- Problem:
In the entries below, find every line with "zero" and copy it.
··········
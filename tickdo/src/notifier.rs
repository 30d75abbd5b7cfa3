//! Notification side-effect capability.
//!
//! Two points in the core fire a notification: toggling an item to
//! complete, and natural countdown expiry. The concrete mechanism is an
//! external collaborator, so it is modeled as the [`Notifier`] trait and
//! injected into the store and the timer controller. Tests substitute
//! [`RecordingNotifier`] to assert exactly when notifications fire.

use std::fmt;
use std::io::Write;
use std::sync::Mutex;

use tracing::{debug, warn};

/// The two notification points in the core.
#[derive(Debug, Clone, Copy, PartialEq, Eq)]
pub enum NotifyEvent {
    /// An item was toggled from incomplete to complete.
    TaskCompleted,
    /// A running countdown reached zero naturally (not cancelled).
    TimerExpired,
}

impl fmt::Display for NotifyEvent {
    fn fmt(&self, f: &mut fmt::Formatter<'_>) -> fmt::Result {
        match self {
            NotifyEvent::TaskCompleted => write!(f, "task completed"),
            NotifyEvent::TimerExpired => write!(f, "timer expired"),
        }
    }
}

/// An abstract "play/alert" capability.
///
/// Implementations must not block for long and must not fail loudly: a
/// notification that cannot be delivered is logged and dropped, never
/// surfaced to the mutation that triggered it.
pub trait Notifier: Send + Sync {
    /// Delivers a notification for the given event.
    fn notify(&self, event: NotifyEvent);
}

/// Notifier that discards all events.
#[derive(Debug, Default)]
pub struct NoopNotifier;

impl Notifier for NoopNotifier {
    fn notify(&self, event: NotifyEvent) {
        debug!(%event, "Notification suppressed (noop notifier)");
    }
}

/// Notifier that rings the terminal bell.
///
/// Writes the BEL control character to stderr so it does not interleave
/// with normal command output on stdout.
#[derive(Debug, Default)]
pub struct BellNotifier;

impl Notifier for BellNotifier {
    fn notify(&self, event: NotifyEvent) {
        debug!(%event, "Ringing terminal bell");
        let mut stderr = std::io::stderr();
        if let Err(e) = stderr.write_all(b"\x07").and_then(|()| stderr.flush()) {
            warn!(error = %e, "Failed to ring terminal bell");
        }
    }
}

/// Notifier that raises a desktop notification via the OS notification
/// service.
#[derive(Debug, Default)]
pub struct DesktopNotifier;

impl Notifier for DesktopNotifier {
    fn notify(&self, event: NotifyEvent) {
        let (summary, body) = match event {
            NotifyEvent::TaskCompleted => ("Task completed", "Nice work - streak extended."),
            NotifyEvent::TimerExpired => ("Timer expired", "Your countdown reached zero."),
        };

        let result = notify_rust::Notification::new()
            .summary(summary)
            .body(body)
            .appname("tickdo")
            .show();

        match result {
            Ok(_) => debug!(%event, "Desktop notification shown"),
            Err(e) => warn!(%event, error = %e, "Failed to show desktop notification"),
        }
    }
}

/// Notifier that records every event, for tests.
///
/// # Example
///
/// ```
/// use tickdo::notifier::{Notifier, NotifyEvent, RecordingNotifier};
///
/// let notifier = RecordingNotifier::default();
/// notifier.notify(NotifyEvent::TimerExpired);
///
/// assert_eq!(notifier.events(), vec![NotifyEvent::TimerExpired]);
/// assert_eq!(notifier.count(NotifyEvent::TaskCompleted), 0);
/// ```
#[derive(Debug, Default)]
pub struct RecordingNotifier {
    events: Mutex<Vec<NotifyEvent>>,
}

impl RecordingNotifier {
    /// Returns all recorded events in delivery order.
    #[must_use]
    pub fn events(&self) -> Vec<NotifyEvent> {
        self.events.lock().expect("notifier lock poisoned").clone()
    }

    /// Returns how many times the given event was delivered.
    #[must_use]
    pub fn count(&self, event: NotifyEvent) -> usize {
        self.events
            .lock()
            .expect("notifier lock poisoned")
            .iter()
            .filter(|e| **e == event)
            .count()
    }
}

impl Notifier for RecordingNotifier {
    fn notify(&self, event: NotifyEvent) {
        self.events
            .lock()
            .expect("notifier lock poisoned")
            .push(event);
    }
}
··········
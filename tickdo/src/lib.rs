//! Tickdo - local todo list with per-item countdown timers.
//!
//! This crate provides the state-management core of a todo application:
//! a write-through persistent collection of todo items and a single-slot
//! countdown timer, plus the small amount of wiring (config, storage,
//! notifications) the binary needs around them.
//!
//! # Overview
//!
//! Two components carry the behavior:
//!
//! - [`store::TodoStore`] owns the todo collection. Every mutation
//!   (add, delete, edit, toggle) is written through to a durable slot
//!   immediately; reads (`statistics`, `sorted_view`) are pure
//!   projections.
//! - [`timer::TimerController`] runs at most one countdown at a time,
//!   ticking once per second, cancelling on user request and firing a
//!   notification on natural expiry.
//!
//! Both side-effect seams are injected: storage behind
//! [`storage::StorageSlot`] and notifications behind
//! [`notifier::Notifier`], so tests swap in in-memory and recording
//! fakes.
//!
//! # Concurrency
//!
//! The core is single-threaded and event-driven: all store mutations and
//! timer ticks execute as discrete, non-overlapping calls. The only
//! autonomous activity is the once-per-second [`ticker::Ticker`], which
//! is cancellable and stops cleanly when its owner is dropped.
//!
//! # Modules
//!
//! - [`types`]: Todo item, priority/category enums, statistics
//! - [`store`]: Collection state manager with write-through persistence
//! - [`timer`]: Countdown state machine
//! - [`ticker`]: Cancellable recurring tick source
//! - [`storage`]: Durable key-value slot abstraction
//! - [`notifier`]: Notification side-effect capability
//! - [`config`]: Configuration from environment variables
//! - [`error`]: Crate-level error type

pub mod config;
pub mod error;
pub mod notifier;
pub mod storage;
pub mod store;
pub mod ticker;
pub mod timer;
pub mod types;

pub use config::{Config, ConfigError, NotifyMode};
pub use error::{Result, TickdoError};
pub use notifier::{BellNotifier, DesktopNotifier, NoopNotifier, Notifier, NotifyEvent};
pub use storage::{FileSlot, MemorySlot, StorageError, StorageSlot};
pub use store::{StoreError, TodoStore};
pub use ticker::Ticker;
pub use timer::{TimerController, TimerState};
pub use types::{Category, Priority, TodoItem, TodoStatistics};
··········
- Exercise response:
    /// A running countdown reached zero naturally (not cancelled).
            NotifyEvent::TimerExpired => ("Timer expired", "Your countdown reached zero."),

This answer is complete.